Après l'attentat-suicide qui a coûté la vie à 17 personnes à l'église Saint-Marc en Alexandrie, les coptes célèbrent la semaine sainte dans un climat tendu et dans la douleur.

Le président égyptien Abdel Fattah al-Sissi et le pape copte-orthodoxe Tawadros II, hier, au siège papal au Caire. The Egyptian Presidency/Handout via Reuters

Alexandrie a presque retrouvé son allure habituelle. Les vendeurs de ballons colorés ont repris leur poste sur la corniche, les vieillards ont ressorti leurs chichas en terrasse pour jouer au tric-trac et les sifflements de jeunes ados se font de nouveau entendre au passage des filles. Mais au détour d'une rue animée : « Désolé, vous n'êtes pas autorisé à entrer dans ce périmètre, vous devez être muni d'une autorisation de la Direction de la sécurité centrale », lance un officier en barrant le passage, tenant son talkie-walkie qui crépite.

Le secteur de l'église Saint-Marc, touchée par l'attentat-suicide qui a fait 17 morts et une quarantaine de blessés le dimanche des Rameaux, est entièrement bouclé. Des policiers en armes forment de longs cordons de sécurité : seuls les fidèles habitués des lieux ont le droit de se rendre à la messe, et les habitants vivant près de l'édifice religieux sont minutieusement fouillés à chacun de leurs déplacements.
Fady et sa famille vivent de l'autre côté du barrage : « Désolé, seul mon père est autorisé à sortir de la maison pour aller travailler, on ne peut pas se parler », s'excuse-t-il.

De nombreux secteurs de la ville ont aussi été fermés : des mesures qui s'appliquent à tous les quartiers où se trouvent des églises dans les grandes villes du pays. « Les forces armées et la police font tout le nécessaire pour affronter la menace du terrorisme. Des mesures sont prises pour maintenir la sécurité à travers tout le pays, protéger les espaces publics et privés, et la vie des citoyens », rassurait le président Abdel Fattah al-Sissi au lendemain des attaques.

(Lire aussi : À travers les coptes, l’EI cherche à diviser l’Égypte)

 

Déploiement massif de police
À la suite du double attentat visant la communauté chrétienne en Alexandrie mais aussi à Tanta, Abdel Fattah al-Sissi a déployé en urgence des forces de police devant tous les lieux de culte et décrété l'état d'urgence pour trois mois. Mercredi, le ministère de l'Intérieur égyptien annonçait avoir arrêté une vingtaine de suspects soupçonnés de complicité dans les attentats et tué 7 hommes qui s'apprêtaient à commettre de nouvelles attaques contre des églises. Malgré un dispositif de sécurité renforcé, certains diocèses, notamment en Haute Égypte, ont toutefois décidé d'annuler les célébrations de Pâques. « Étant donné les circonstances que le pays et l'Église doivent affronter, les festivités se limiteront à de simples prières », ont ainsi fait savoir plusieurs archevêques.

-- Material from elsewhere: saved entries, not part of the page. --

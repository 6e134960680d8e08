//! Загрузка предрассчитанной статистики панелей.
//!
//! Запрос ограничен таймаутом, а [`DashboardLoader::teardown`] (и `Drop`)
//! прерывает незавершённую задачу, чтобы после закрытия панели состояние
//! больше не менялось.

use std::sync::{Arc, Mutex, MutexGuard, PoisonError};
use std::time::Duration;

use async_trait::async_trait;
use tokio::task::JoinHandle;
use tracing::{debug, warn};

use crate::error::{ClientError, ClientResult};

/// Источник статистики панели.
#[async_trait]
pub trait DashboardSource<T>: Send + Sync {
    /// Загружает статистику.
    async fn fetch_dashboard(&self) -> ClientResult<T>;
}

#[derive(Debug, Clone, PartialEq)]
/// Состояние панели.
pub enum DashboardStatus<T> {
    /// Загрузка не начиналась.
    Idle,
    /// Запрос выполняется.
    Loading,
    /// Данные получены.
    Ready(T),
    /// Запрос завершился ошибкой; сообщение для показа.
    Failed(String),
}

/// Выполняет `fetch` с таймаутом; по истечении возвращает [`ClientError::Timeout`].
pub async fn fetch_with_timeout<T, F>(timeout: Duration, fetch: F) -> ClientResult<T>
where
    F: Future<Output = ClientResult<T>>,
{
    tokio::time::timeout(timeout, fetch)
        .await
        .map_err(|_| ClientError::Timeout)?
}

/// Загрузчик одной панели со своей фоновой задачей.
pub struct DashboardLoader<T> {
    status: Arc<Mutex<DashboardStatus<T>>>,
    task: Option<JoinHandle<()>>,
    timeout: Duration,
}

impl<T> std::fmt::Debug for DashboardLoader<T> {
    fn fmt(&self, f: &mut std::fmt::Formatter<'_>) -> std::fmt::Result {
        f.debug_struct("DashboardLoader")
            .field("running", &self.task.is_some())
            .field("timeout", &self.timeout)
            .finish()
    }
}

impl<T: Clone + Send + 'static> DashboardLoader<T> {
    /// Создаёт загрузчик с таймаутом запроса.
    pub fn new(timeout: Duration) -> Self {
        Self {
            status: Arc::new(Mutex::new(DashboardStatus::Idle)),
            task: None,
            timeout,
        }
    }

    /// Текущее состояние.
    pub fn status(&self) -> DashboardStatus<T> {
        lock(&self.status).clone()
    }

    /// Запускает загрузку в фоне. Предыдущая незавершённая загрузка прерывается.
    ///
    /// Требует запущенного рантайма tokio.
    pub fn start(&mut self, source: Arc<dyn DashboardSource<T>>) {
        self.teardown();
        *lock(&self.status) = DashboardStatus::Loading;

        let status = Arc::clone(&self.status);
        let timeout = self.timeout;
        self.task = Some(tokio::spawn(async move {
            let result = fetch_with_timeout(timeout, source.fetch_dashboard()).await;
            let next = match result {
                Ok(data) => DashboardStatus::Ready(data),
                Err(err) => {
                    warn!(error = %err, "dashboard fetch failed");
                    DashboardStatus::Failed(err.to_string())
                }
            };
            *lock(&status) = next;
        }));
    }

    /// Дожидается завершения текущей загрузки и возвращает состояние.
    pub async fn wait(&mut self) -> DashboardStatus<T> {
        if let Some(task) = self.task.take() {
            if let Err(err) = task.await {
                if err.is_cancelled() {
                    *lock(&self.status) = DashboardStatus::Failed(ClientError::Cancelled.to_string());
                } else {
                    *lock(&self.status) = DashboardStatus::Failed(format!("dashboard task failed: {err}"));
                }
            }
        }
        self.status()
    }

    /// Прерывает незавершённую загрузку.
    pub fn teardown(&mut self) {
        if let Some(task) = self.task.take() {
            if !task.is_finished() {
                debug!("aborting pending dashboard fetch");
            }
            task.abort();
        }
    }
}

impl<T> Drop for DashboardLoader<T> {
    fn drop(&mut self) {
        if let Some(task) = self.task.take() {
            task.abort();
        }
    }
}

/// Загружает статистику один раз, без фоновой задачи.
pub async fn load_once<T>(source: &dyn DashboardSource<T>, timeout: Duration) -> ClientResult<T> {
    fetch_with_timeout(timeout, source.fetch_dashboard()).await
}

fn lock<T>(status: &Mutex<DashboardStatus<T>>) -> MutexGuard<'_, DashboardStatus<T>> {
    status.lock().unwrap_or_else(PoisonError::into_inner)
}

#[cfg(test)]
mod tests {
    use super::*;

    struct SlowStats {
        delay: Duration,
        value: u64,
    }

    #[async_trait]
    impl DashboardSource<u64> for SlowStats {
        async fn fetch_dashboard(&self) -> ClientResult<u64> {
            tokio::time::sleep(self.delay).await;
            Ok(self.value)
        }
    }

    fn source(delay_ms: u64, value: u64) -> Arc<dyn DashboardSource<u64>> {
        Arc::new(SlowStats {
            delay: Duration::from_millis(delay_ms),
            value,
        })
    }

    #[tokio::test]
    async fn loads_into_ready_state() {
        let mut loader = DashboardLoader::new(Duration::from_secs(1));
        assert_eq!(loader.status(), DashboardStatus::Idle);

        loader.start(source(5, 42));
        assert_eq!(loader.status(), DashboardStatus::Loading);
        assert_eq!(loader.wait().await, DashboardStatus::Ready(42));
    }

    #[tokio::test]
    async fn slow_fetch_times_out() {
        let mut loader = DashboardLoader::new(Duration::from_millis(20));
        loader.start(source(5_000, 1));

        assert_eq!(
            loader.wait().await,
            DashboardStatus::Failed(ClientError::Timeout.to_string())
        );
    }

    #[tokio::test]
    async fn teardown_prevents_late_update() {
        let mut loader = DashboardLoader::new(Duration::from_secs(1));
        loader.start(source(50, 7));

        loader.teardown();
        tokio::time::sleep(Duration::from_millis(120)).await;

        assert_eq!(loader.status(), DashboardStatus::Loading);
    }

    #[tokio::test]
    async fn restart_aborts_previous_fetch() {
        let mut loader = DashboardLoader::new(Duration::from_secs(1));
        loader.start(source(200, 1));
        loader.start(source(5, 2));

        assert_eq!(loader.wait().await, DashboardStatus::Ready(2));
    }

    #[tokio::test]
    async fn load_once_maps_timeout() {
        let stats = SlowStats {
            delay: Duration::from_millis(500),
            value: 1,
        };
        let result = load_once(&stats, Duration::from_millis(10)).await;
        assert!(matches!(result, Err(ClientError::Timeout)));
    }
}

En pleine semaine sainte, pour les coptes, il faut jongler entre des sentiments contradictoires : la peur, la peine, le recueillement, mais aussi une confiance perdue dans les autorités. « C'est une bonne idée d'avoir réinstauré l'état d'urgence, assure Gabriel, mais c'est un peu trop tard pour cela maintenant. Il y a de nombreux manquements de la part de la sécurité, dans toute l'Égypte, pas seulement dans notre église. Il n'y avait pas assez de police dimanche dernier. Et la plupart du temps, même quand elle est présente, ça ne l'intéresse pas de faire son boulot : les policiers s'en fichent, ils préfèrent passer leur temps à reluquer les femmes », lâche-t-il désinvolte. « Tu sais, moi, ce que j'aimerais ? Que le ministère de l'Intérieur fournisse des armes aux coptes, qu'on puisse nous défendre nous-mêmes, on ne veut rien devoir à la police. »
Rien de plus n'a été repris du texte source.